▶ WORK ITEM
Search the data for the string "Option" and extract every line where it appears.
==== DATA UNDER STUDY
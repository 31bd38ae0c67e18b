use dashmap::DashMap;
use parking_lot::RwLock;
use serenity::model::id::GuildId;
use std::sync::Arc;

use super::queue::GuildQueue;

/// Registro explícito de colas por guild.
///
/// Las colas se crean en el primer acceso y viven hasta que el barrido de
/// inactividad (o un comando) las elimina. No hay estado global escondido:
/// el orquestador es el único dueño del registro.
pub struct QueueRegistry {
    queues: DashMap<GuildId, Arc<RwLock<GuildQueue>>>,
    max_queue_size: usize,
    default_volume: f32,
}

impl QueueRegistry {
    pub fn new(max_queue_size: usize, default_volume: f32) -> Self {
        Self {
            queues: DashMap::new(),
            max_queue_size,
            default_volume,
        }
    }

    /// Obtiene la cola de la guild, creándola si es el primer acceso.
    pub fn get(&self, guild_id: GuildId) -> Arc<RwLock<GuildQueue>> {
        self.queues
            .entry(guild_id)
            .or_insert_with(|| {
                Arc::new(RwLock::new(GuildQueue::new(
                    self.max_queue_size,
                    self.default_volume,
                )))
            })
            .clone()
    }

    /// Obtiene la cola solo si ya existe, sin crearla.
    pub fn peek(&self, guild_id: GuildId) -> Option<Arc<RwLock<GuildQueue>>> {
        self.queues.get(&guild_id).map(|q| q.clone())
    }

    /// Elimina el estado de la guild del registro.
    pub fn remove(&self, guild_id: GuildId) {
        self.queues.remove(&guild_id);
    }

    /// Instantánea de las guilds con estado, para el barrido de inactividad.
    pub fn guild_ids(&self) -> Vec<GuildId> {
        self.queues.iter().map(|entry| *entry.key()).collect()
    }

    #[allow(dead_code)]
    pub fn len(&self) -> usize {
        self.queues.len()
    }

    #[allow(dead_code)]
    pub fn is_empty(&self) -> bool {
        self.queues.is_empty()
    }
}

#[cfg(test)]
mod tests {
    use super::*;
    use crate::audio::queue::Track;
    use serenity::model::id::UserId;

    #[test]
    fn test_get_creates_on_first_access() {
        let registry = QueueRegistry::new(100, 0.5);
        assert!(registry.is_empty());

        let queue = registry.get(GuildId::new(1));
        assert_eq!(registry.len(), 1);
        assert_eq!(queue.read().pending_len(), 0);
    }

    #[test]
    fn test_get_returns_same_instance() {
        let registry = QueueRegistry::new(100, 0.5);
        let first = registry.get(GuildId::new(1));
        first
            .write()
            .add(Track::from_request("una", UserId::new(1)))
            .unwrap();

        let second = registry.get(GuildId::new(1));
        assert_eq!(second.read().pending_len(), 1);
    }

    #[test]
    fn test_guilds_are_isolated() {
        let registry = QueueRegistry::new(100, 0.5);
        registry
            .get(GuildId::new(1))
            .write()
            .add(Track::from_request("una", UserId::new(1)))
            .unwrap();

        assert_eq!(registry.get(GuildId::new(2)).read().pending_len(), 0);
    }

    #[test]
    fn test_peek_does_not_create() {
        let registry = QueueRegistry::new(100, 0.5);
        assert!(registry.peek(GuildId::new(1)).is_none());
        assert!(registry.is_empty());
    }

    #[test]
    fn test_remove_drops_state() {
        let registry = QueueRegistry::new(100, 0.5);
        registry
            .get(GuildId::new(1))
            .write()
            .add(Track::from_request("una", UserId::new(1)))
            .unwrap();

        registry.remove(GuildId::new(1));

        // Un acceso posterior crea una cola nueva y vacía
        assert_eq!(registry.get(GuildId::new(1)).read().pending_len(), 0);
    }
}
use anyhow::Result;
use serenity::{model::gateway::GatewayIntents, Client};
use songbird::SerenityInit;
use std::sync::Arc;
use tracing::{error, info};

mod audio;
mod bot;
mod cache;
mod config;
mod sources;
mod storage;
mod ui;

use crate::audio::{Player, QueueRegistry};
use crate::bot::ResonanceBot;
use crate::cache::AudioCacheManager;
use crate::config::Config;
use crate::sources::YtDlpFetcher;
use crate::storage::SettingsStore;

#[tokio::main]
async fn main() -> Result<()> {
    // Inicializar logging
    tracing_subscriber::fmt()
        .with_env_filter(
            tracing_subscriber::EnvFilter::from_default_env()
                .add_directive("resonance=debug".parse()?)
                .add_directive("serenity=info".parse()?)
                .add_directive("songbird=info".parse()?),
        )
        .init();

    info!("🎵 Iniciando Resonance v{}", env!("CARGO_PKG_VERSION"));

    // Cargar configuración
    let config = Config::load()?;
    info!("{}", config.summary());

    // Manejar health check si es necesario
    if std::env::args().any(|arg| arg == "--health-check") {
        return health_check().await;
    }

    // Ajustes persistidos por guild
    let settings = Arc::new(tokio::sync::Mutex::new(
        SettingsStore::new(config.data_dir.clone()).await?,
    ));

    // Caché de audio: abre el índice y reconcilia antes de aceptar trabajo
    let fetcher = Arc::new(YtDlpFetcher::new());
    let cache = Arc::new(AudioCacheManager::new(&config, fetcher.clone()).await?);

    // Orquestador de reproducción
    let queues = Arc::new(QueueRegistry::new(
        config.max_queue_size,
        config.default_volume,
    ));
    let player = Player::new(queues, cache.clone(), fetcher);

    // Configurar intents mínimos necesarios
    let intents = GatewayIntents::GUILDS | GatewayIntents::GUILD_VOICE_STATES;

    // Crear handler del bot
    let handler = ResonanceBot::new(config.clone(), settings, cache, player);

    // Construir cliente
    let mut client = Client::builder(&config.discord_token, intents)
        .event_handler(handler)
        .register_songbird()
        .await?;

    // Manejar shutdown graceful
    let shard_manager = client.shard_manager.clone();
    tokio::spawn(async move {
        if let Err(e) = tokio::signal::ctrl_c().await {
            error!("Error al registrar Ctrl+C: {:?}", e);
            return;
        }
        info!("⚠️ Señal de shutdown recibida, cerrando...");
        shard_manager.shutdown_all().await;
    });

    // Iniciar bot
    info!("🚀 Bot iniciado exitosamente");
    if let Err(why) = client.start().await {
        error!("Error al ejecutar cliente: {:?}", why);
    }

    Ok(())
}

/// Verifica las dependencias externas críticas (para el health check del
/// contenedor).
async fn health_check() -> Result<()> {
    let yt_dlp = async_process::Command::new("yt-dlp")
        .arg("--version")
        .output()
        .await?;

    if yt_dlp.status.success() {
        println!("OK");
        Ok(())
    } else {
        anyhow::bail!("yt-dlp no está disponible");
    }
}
========
==== DATA UNDER STUDY
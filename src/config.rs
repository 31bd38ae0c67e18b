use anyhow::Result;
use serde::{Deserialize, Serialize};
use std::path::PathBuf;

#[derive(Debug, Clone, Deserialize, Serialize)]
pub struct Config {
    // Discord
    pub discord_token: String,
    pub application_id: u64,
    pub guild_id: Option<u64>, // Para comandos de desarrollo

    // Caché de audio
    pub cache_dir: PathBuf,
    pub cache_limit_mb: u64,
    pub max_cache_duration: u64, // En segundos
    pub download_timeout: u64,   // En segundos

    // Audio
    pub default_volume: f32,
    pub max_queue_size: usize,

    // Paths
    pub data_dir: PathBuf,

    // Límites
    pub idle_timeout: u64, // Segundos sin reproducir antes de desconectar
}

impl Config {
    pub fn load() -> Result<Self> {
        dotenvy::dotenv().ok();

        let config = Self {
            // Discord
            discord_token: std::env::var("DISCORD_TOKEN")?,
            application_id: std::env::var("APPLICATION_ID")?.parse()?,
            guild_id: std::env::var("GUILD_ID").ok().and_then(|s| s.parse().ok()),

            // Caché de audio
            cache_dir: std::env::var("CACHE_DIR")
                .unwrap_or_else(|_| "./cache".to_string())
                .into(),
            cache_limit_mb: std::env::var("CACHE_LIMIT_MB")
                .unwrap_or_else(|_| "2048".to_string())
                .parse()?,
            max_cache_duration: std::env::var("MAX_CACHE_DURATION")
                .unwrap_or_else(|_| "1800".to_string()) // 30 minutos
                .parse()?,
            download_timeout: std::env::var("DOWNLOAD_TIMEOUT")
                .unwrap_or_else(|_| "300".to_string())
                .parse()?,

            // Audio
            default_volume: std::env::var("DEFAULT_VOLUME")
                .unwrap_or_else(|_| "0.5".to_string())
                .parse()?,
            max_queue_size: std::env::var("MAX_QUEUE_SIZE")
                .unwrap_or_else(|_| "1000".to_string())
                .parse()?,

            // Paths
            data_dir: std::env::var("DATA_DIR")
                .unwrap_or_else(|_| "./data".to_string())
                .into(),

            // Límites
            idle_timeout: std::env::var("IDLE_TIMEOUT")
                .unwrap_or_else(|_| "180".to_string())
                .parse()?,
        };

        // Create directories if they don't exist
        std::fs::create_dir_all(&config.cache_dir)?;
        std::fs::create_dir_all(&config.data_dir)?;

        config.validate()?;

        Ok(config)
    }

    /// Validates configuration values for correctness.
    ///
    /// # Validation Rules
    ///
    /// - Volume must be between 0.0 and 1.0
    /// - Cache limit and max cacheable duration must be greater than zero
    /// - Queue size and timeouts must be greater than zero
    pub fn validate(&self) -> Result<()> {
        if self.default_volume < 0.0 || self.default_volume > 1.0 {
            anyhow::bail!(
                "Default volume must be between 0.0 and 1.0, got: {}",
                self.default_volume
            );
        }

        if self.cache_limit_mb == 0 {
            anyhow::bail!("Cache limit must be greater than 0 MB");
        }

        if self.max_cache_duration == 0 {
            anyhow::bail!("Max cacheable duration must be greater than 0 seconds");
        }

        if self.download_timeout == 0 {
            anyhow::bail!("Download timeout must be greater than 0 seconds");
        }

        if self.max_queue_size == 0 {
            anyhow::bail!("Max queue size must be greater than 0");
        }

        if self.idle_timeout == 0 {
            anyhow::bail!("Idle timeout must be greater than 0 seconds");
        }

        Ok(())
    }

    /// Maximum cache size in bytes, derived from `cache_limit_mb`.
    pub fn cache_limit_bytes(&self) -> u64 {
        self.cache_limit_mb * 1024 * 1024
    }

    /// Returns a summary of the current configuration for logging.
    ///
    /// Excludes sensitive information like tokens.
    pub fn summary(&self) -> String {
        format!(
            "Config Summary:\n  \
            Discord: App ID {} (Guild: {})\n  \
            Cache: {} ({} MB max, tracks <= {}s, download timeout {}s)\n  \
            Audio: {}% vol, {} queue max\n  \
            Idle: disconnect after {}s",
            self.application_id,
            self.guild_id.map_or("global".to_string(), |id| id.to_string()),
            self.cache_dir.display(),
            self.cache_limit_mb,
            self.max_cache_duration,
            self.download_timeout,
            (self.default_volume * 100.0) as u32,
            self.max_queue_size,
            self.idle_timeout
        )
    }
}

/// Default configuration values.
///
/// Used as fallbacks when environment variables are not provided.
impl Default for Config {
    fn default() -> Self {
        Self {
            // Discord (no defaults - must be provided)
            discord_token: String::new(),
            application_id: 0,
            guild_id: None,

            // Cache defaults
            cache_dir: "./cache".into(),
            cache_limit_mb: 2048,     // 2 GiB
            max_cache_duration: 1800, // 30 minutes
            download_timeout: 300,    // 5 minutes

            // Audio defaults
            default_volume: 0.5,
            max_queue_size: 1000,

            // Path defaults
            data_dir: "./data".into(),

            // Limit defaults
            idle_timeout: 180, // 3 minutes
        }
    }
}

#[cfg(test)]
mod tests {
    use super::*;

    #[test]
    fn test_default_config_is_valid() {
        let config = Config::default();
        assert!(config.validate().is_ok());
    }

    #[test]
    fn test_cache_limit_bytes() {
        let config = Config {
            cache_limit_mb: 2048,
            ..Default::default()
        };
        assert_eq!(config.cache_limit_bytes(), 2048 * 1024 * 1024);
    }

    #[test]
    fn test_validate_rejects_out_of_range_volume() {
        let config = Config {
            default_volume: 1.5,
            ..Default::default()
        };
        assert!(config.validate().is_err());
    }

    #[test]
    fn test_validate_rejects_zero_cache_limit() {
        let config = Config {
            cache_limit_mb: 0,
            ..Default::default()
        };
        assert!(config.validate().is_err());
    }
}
========
▶ ANSWER BOX
    pub fn peek(&self, guild_id: GuildId) -> Option<Arc<RwLock<GuildQueue>>> {
    pub guild_id: Option<u64>, // Para comandos de desarrollo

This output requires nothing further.